The United States Senate voted today to acquit former President Donald Trump (R), ending what was only the fourth presidential impeachment trial in American history. It was historically notable as the first time a president had been impeached a second time, and the first time an impeachment trial had been held for a former president.

The United States House of Representatives passed an article of impeachment in January, while Trump was still in office, alleging that he had incited an insurrection. This led to a trial in the Senate which was presided over by Senator Patrick Leahy (D-VT), the Senate’s president pro tempore. It would have required a two-thirds supermajority of senators to convict and remove the president from office.

The Senate voted 57-43 to convict, however this fell short of the required two-thirds majority of 67. All of the Democrats, and the two independents who caucus with the Democrats, voted to convict. All but seven of the Republicans voted to acquit. Republican senators voting for conviction were Richard Burr (R-NC), Bill Cassidy (R-LA), Susan Collins (R-ME), Lisa Murkowski (R-AK), Mitt Romney (R-UT), Ben Sasse (R-NE), and Pat Toomey (R-PA).

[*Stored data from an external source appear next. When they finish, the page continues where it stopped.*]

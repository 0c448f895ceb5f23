//! `wasm2qbe-abi`: calling contract between wasm2qbe output and its runtime.
//!
//! The compiler never implements runtime behaviour itself. Everything that
//! compiled code needs from the outside world is a symbol listed here:
//! - `RuntimeFn` for memory, table, exception, GC and numeric helpers
//! - `TrapKind` for the non-returning trap handlers
//! - the layout of function-reference descriptors, exception payloads and
//!   GC objects
//! - WASI Preview 1 import naming
//!
//! This crate is `#![no_std]` so the runtime side can share the constants.

#![no_std]

/// WebAssembly page size: 64 KiB.
pub const PAGE_SIZE: u64 = 65536;

/// Prefix reserved for runtime and compiler-generated symbols.
pub const RESERVED_PREFIX: &str = "__wasm_";

/// Prefix given to mangled export names.
pub const EXPORT_PREFIX: &str = "wasm_";

/// Data symbol holding the base address of memory 0.
pub const MEMORY_BASE: &str = "__wasm_memory";

/// Data symbol holding the current byte size of memory 0 (an `l`).
pub const MEMORY_SIZE: &str = "__wasm_memory_size";

/// Generated function that initialises memories, tables, globals and
/// segments, then runs the start function.
pub const MODULE_INIT: &str = "__wasm_module_init";

mod runtime;
pub use runtime::{Class, RuntimeFn, Signature};

mod trap;
pub use trap::TrapKind;

mod layout;
pub use layout::{
    ARRAY_HEADER_SIZE, EXCEPTION_SLOT_SIZE, FIELD_SIZE, FIELD_SIZE_V128,
    FUNCREF_CODE_OFFSET, FUNCREF_TYPE_OFFSET, V128_ALIGN, V128_SIZE,
};

mod wasi;
pub use wasi::{is_wasi_module, wasi_symbol, WasiSymbol, WASI_PREVIEW1_FUNCTIONS};

/// Symbol of the scalar fallback for a SIMD operation, e.g.
/// `simd_symbol("i32x4.add")` is `__wasm_simd_i32x4_add`.
pub fn simd_symbol(name: &str) -> SimdSymbol<'_> {
    SimdSymbol(name)
}

/// Display adapter produced by [`simd_symbol`]; avoids allocating in `no_std`.
#[derive(Debug, Clone, Copy)]
pub struct SimdSymbol<'a>(&'a str);

impl core::fmt::Display for SimdSymbol<'_> {
    fn fmt(&self, f: &mut core::fmt::Formatter<'_>) -> core::fmt::Result {
        f.write_str("__wasm_simd_")?;
        for c in self.0.chars() {
            let c = if c == '.' { '_' } else { c };
            core::fmt::Write::write_char(f, c)?;
        }
        Ok(())
    }
}

#[cfg(test)]
mod tests {
    extern crate std;
    use super::*;
    use std::string::ToString;

    #[test]
    fn simd_symbol_replaces_dots() {
        assert_eq!(simd_symbol("i32x4.add").to_string(), "__wasm_simd_i32x4_add");
        assert_eq!(
            simd_symbol("v128.load8x8_s").to_string(),
            "__wasm_simd_v128_load8x8_s"
        );
    }

    #[test]
    fn reserved_prefixes_nest() {
        assert!(MEMORY_BASE.starts_with(RESERVED_PREFIX));
        assert!(MODULE_INIT.starts_with(RESERVED_PREFIX));
        assert!(!EXPORT_PREFIX.starts_with(RESERVED_PREFIX));
    }
}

Three presidents have been impeached—President Andrew Johnson (D) in 1868, President Bill Clinton (D) in 1998, and President Donald Trump (R) in 2019 and 2021. All were acquitted in Senate trials, and no president has ever been removed from office. Articles of impeachment against President Richard Nixon (R) passed the House Judiciary Committee in 1974 but Nixon resigned before they could be considered by the full House or brought to the Senate for trial.